What the task requires: Please repeat all of the listing exactly.

------------------------------------------------------------

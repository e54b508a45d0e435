//! Generic player shell: play/pause controls, progress, looping and the
//! reduced-motion fallback.
//!
//! The shell has its own clock, independent of any lesson's phases. Lessons
//! nested under it receive a [`PlayerContext`] and treat its pause level as a
//! pure input; they never own play state of their own.

use std::cell::Cell;
use std::rc::Rc;

use log::debug;
use serde::{Deserialize, Serialize};

use crate::error::PlayerError;
use crate::gate::{PauseGate, PauseHandle, PauseSource};

#[derive(Copy, Clone, Debug, PartialEq, Eq, Hash, Serialize, Deserialize)]
#[serde(rename_all = "snake_case")]
pub enum PlayerState {
    Idle,
    Playing,
    Paused,
    Complete,
}

impl PlayerState {
    #[inline]
    pub fn name(&self) -> &'static str {
        match self {
            Self::Idle => "idle",
            Self::Playing => "playing",
            Self::Paused => "paused",
            Self::Complete => "complete",
        }
    }
}

/// Host accessibility setting, queried once when the player is mounted.
pub trait MotionPreference {
    fn prefers_reduced_motion(&self) -> bool;
}

impl MotionPreference for bool {
    fn prefers_reduced_motion(&self) -> bool {
        *self
    }
}

#[derive(Copy, Clone, Debug, PartialEq, Eq, Serialize, Deserialize)]
#[serde(rename_all = "snake_case")]
pub enum RenderMode {
    Animated,
    /// Static picture of the finished explanation; no timer runs.
    StaticFallback,
}

#[derive(Clone, Debug, PartialEq, Serialize, Deserialize)]
#[serde(default)]
pub struct PlayerOptions {
    pub duration_ticks: u64,
    pub auto_play: bool,
    pub looping: bool,
}

impl Default for PlayerOptions {
    fn default() -> Self {
        Self {
            duration_ticks: 100,
            auto_play: false,
            looping: false,
        }
    }
}

impl PlayerOptions {
    pub fn new(duration_ticks: u64) -> Self {
        Self {
            duration_ticks,
            ..Self::default()
        }
    }

    #[inline]
    pub fn with_auto_play(mut self) -> Self {
        self.auto_play = true;
        self
    }

    #[inline]
    pub fn with_loop(mut self) -> Self {
        self.looping = true;
        self
    }
}

#[derive(Clone, Debug, PartialEq, Eq, Serialize, Deserialize)]
#[serde(tag = "type", rename_all = "snake_case")]
pub enum PlayerEvent {
    StateChanged { from: PlayerState, to: PlayerState },
    Looped { count: u32 },
    Completed,
}

/// Read-only view of the shell handed to nested lessons.
#[derive(Clone, Debug)]
pub struct PlayerContext {
    state: Rc<Cell<PlayerState>>,
    restarts: Rc<Cell<u32>>,
    render_mode: RenderMode,
    pause: PauseHandle,
}

impl PlayerContext {
    #[inline]
    pub fn state(&self) -> PlayerState {
        self.state.get()
    }

    /// Fixed at mount; children of a static player never start a timer.
    #[inline]
    pub fn render_mode(&self) -> RenderMode {
        self.render_mode
    }

    /// Bumped on every replay, loop and reset. Children restart their run
    /// when they see it change.
    #[inline]
    pub fn restarts(&self) -> u32 {
        self.restarts.get()
    }

    #[inline]
    pub fn is_playing(&self) -> bool {
        self.state.get() == PlayerState::Playing
    }

    #[inline]
    pub fn pause_handle(&self) -> PauseHandle {
        self.pause.clone()
    }
}

impl PauseSource for PlayerContext {
    fn is_paused(&self) -> bool {
        self.pause.is_paused()
    }
}

#[derive(Debug)]
pub struct AnimationPlayer {
    options: PlayerOptions,
    state: Rc<Cell<PlayerState>>,
    restarts: Rc<Cell<u32>>,
    gate: PauseGate,
    elapsed: u64,
    loops: u32,
    render_mode: RenderMode,
    events: Vec<PlayerEvent>,
}

impl AnimationPlayer {
    pub fn new(
        options: PlayerOptions,
        motion: &dyn MotionPreference,
    ) -> Result<Self, PlayerError> {
        if options.duration_ticks == 0 {
            return Err(PlayerError::ZeroDuration);
        }
        let render_mode = if motion.prefers_reduced_motion() {
            RenderMode::StaticFallback
        } else {
            RenderMode::Animated
        };
        let initial = if options.auto_play && render_mode == RenderMode::Animated {
            PlayerState::Playing
        } else {
            PlayerState::Idle
        };
        debug!("player mounted in {:?}, state {}", render_mode, initial.name());
        Ok(Self {
            options,
            state: Rc::new(Cell::new(initial)),
            restarts: Rc::new(Cell::new(0)),
            gate: PauseGate::new(initial != PlayerState::Playing),
            elapsed: 0,
            loops: 0,
            render_mode,
            events: Vec::new(),
        })
    }

    #[inline]
    pub fn state(&self) -> PlayerState {
        self.state.get()
    }

    #[inline]
    pub fn render_mode(&self) -> RenderMode {
        self.render_mode
    }

    #[inline]
    pub fn options(&self) -> &PlayerOptions {
        &self.options
    }

    #[inline]
    pub fn elapsed_ticks(&self) -> u64 {
        self.elapsed
    }

    #[inline]
    pub fn loops_completed(&self) -> u32 {
        self.loops
    }

    /// The timer only exists while playing an animated render.
    #[inline]
    pub fn timer_running(&self) -> bool {
        self.render_mode == RenderMode::Animated && self.state() == PlayerState::Playing
    }

    pub fn context(&self) -> PlayerContext {
        PlayerContext {
            state: Rc::clone(&self.state),
            restarts: Rc::clone(&self.restarts),
            render_mode: self.render_mode,
            pause: self.gate.handle(),
        }
    }

    pub fn progress(&self) -> f32 {
        match self.state() {
            PlayerState::Complete => 1.0,
            _ => (self.elapsed as f64 / self.options.duration_ticks as f64).clamp(0.0, 1.0) as f32,
        }
    }

    pub fn play(&mut self) -> Result<(), PlayerError> {
        if self.is_static() {
            return Ok(());
        }
        match self.state() {
            PlayerState::Idle | PlayerState::Paused => {
                self.transition(PlayerState::Playing);
                Ok(())
            }
            PlayerState::Playing => Ok(()),
            PlayerState::Complete => Err(PlayerError::InvalidTransition {
                from: PlayerState::Complete,
                to: PlayerState::Playing,
            }),
        }
    }

    pub fn pause(&mut self) -> Result<(), PlayerError> {
        if self.is_static() {
            return Ok(());
        }
        match self.state() {
            PlayerState::Playing => {
                self.transition(PlayerState::Paused);
                Ok(())
            }
            PlayerState::Paused => Ok(()),
            from => Err(PlayerError::InvalidTransition {
                from,
                to: PlayerState::Paused,
            }),
        }
    }

    /// Play/pause button.
    pub fn toggle(&mut self) -> Result<(), PlayerError> {
        if self.state() == PlayerState::Playing {
            self.pause()
        } else {
            self.play()
        }
    }

    /// Start over from the beginning, from any state.
    pub fn replay(&mut self) {
        if self.is_static() {
            return;
        }
        self.restart();
        self.transition(PlayerState::Playing);
    }

    /// Back to idle at the beginning.
    pub fn reset(&mut self) {
        self.restart();
        self.transition(PlayerState::Idle);
    }

    /// One timer callback of the shell's own clock.
    pub fn tick(&mut self) {
        if !self.timer_running() {
            return;
        }
        self.elapsed += 1;
        if self.elapsed < self.options.duration_ticks {
            return;
        }
        if self.options.looping {
            self.restart();
            self.loops += 1;
            self.events.push(PlayerEvent::Looped { count: self.loops });
        } else {
            self.transition(PlayerState::Complete);
            self.events.push(PlayerEvent::Completed);
        }
    }

    pub fn take_events(&mut self) -> Vec<PlayerEvent> {
        std::mem::take(&mut self.events)
    }

    fn restart(&mut self) {
        self.elapsed = 0;
        self.restarts.set(self.restarts.get().wrapping_add(1));
    }

    #[inline]
    fn is_static(&self) -> bool {
        self.render_mode == RenderMode::StaticFallback
    }

    fn transition(&mut self, to: PlayerState) {
        let from = self.state();
        if from == to {
            return;
        }
        self.state.set(to);
        self.gate.set(to != PlayerState::Playing);
        self.events.push(PlayerEvent::StateChanged { from, to });
    }
}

------------------------------------------------------------

Answer below:
repository e54b508a45d0e435
//! Generic player shell: play/pause controls, progress, looping and the
//! reduced-motion fallback.
//!
//! The shell has its own clock, independent of any lesson's phases. Lessons
//! nested under it receive a [`PlayerContext`] and treat its pause level as a
//! pure input; they never own play state of their own.

use std::cell::Cell;
use std::rc::Rc;

use log::debug;
use serde::{Deserialize, Serialize};

use crate::error::PlayerError;
use crate::gate::{PauseGate, PauseHandle, PauseSource};

#[derive(Copy, Clone, Debug, PartialEq, Eq, Hash, Serialize, Deserialize)]
#[serde(rename_all = "snake_case")]
pub enum PlayerState {
    Idle,
    Playing,
    Paused,
    Complete,
}

impl PlayerState {
    #[inline]
    pub fn name(&self) -> &'static str {
        match self {
            Self::Idle => "idle",
            Self::Playing => "playing",
            Self::Paused => "paused",
            Self::Complete => "complete",
        }
    }
}

/// Host accessibility setting, queried once when the player is mounted.
pub trait MotionPreference {
    fn prefers_reduced_motion(&self) -> bool;
}

impl MotionPreference for bool {
    fn prefers_reduced_motion(&self) -> bool {
        *self
    }
}

#[derive(Copy, Clone, Debug, PartialEq, Eq, Serialize, Deserialize)]
#[serde(rename_all = "snake_case")]
pub enum RenderMode {
    Animated,
    /// Static picture of the finished explanation; no timer runs.
    StaticFallback,
}

#[derive(Clone, Debug, PartialEq, Serialize, Deserialize)]
#[serde(default)]
pub struct PlayerOptions {
    pub duration_ticks: u64,
    pub auto_play: bool,
    pub looping: bool,
}

impl Default for PlayerOptions {
    fn default() -> Self {
        Self {
            duration_ticks: 100,
            auto_play: false,
            looping: false,
        }
    }
}

impl PlayerOptions {
    pub fn new(duration_ticks: u64) -> Self {
        Self {
            duration_ticks,
            ..Self::default()
        }
    }

    #[inline]
    pub fn with_auto_play(mut self) -> Self {
        self.auto_play = true;
        self
    }

    #[inline]
    pub fn with_loop(mut self) -> Self {
        self.looping = true;
        self
    }
}

#[derive(Clone, Debug, PartialEq, Eq, Serialize, Deserialize)]
#[serde(tag = "type", rename_all = "snake_case")]
pub enum PlayerEvent {
    StateChanged { from: PlayerState, to: PlayerState },
    Looped { count: u32 },
    Completed,
}

/// Read-only view of the shell handed to nested lessons.
#[derive(Clone, Debug)]
pub struct PlayerContext {
    state: Rc<Cell<PlayerState>>,
    restarts: Rc<Cell<u32>>,
    render_mode: RenderMode,
    pause: PauseHandle,
}

impl PlayerContext {
    #[inline]
    pub fn state(&self) -> PlayerState {
        self.state.get()
    }

    /// Fixed at mount; children of a static player never start a timer.
    #[inline]
    pub fn render_mode(&self) -> RenderMode {
        self.render_mode
    }

    /// Bumped on every replay, loop and reset. Children restart their run
    /// when they see it change.
    #[inline]
    pub fn restarts(&self) -> u32 {
        self.restarts.get()
    }

    #[inline]
    pub fn is_playing(&self) -> bool {
        self.state.get() == PlayerState::Playing
    }

    #[inline]
    pub fn pause_handle(&self) -> PauseHandle {
        self.pause.clone()
    }
}

impl PauseSource for PlayerContext {
    fn is_paused(&self) -> bool {
        self.pause.is_paused()
    }
}

#[derive(Debug)]
pub struct AnimationPlayer {
    options: PlayerOptions,
    state: Rc<Cell<PlayerState>>,
    restarts: Rc<Cell<u32>>,
    gate: PauseGate,
    elapsed: u64,
    loops: u32,
    render_mode: RenderMode,
    events: Vec<PlayerEvent>,
}

impl AnimationPlayer {
    pub fn new(
        options: PlayerOptions,
        motion: &dyn MotionPreference,
    ) -> Result<Self, PlayerError> {
        if options.duration_ticks == 0 {
            return Err(PlayerError::ZeroDuration);
        }
        let render_mode = if motion.prefers_reduced_motion() {
            RenderMode::StaticFallback
        } else {
            RenderMode::Animated
        };
        let initial = if options.auto_play && render_mode == RenderMode::Animated {
            PlayerState::Playing
        } else {
            PlayerState::Idle
        };
        debug!("player mounted in {:?}, state {}", render_mode, initial.name());
        Ok(Self {
            options,
            state: Rc::new(Cell::new(initial)),
            restarts: Rc::new(Cell::new(0)),
            gate: PauseGate::new(initial != PlayerState::Playing),
            elapsed: 0,
            loops: 0,
            render_mode,
            events: Vec::new(),
        })
    }

    #[inline]
    pub fn state(&self) -> PlayerState {
        self.state.get()
    }

    #[inline]
    pub fn render_mode(&self) -> RenderMode {
        self.render_mode
    }

    #[inline]
    pub fn options(&self) -> &PlayerOptions {
        &self.options
    }

    #[inline]
    pub fn elapsed_ticks(&self) -> u64 {
        self.elapsed
    }

    #[inline]
    pub fn loops_completed(&self) -> u32 {
        self.loops
    }

    /// The timer only exists while playing an animated render.
    #[inline]
    pub fn timer_running(&self) -> bool {
        self.render_mode == RenderMode::Animated && self.state() == PlayerState::Playing
    }

    pub fn context(&self) -> PlayerContext {
        PlayerContext {
            state: Rc::clone(&self.state),
            restarts: Rc::clone(&self.restarts),
            render_mode: self.render_mode,
            pause: self.gate.handle(),
        }
    }

    pub fn progress(&self) -> f32 {
        match self.state() {
            PlayerState::Complete => 1.0,
            _ => (self.elapsed as f64 / self.options.duration_ticks as f64).clamp(0.0, 1.0) as f32,
        }
    }

    pub fn play(&mut self) -> Result<(), PlayerError> {
        if self.is_static() {
            return Ok(());
        }
        match self.state() {
            PlayerState::Idle | PlayerState::Paused => {
                self.transition(PlayerState::Playing);
                Ok(())
            }
            PlayerState::Playing => Ok(()),
            PlayerState::Complete => Err(PlayerError::InvalidTransition {
                from: PlayerState::Complete,
                to: PlayerState::Playing,
            }),
        }
    }

    pub fn pause(&mut self) -> Result<(), PlayerError> {
        if self.is_static() {
            return Ok(());
        }
        match self.state() {
            PlayerState::Playing => {
                self.transition(PlayerState::Paused);
                Ok(())
            }
            PlayerState::Paused => Ok(()),
            from => Err(PlayerError::InvalidTransition {
                from,
                to: PlayerState::Paused,
            }),
        }
    }

    /// Play/pause button.
    pub fn toggle(&mut self) -> Result<(), PlayerError> {
        if self.state() == PlayerState::Playing {
            self.pause()
        } else {
            self.play()
        }
    }

    /// Start over from the beginning, from any state.
    pub fn replay(&mut self) {
        if self.is_static() {
            return;
        }
        self.restart();
        self.transition(PlayerState::Playing);
    }

    /// Back to idle at the beginning.
    pub fn reset(&mut self) {
        self.restart();
        self.transition(PlayerState::Idle);
    }

    /// One timer callback of the shell's own clock.
    pub fn tick(&mut self) {
        if !self.timer_running() {
            return;
        }
        self.elapsed += 1;
        if self.elapsed < self.options.duration_ticks {
            return;
        }
        if self.options.looping {
            self.restart();
            self.loops += 1;
            self.events.push(PlayerEvent::Looped { count: self.loops });
        } else {
            self.transition(PlayerState::Complete);
            self.events.push(PlayerEvent::Completed);
        }
    }

    pub fn take_events(&mut self) -> Vec<PlayerEvent> {
        std::mem::take(&mut self.events)
    }

    fn restart(&mut self) {
        self.elapsed = 0;
        self.restarts.set(self.restarts.get().wrapping_add(1));
    }

    #[inline]
    fn is_static(&self) -> bool {
        self.render_mode == RenderMode::StaticFallback
    }

    fn transition(&mut self, to: PlayerState) {
        let from = self.state();
        if from == to {
            return;
        }
        self.state.set(to);
        self.gate.set(to != PlayerState::Playing);
        self.events.push(PlayerEvent::StateChanged { from, to });
    }
}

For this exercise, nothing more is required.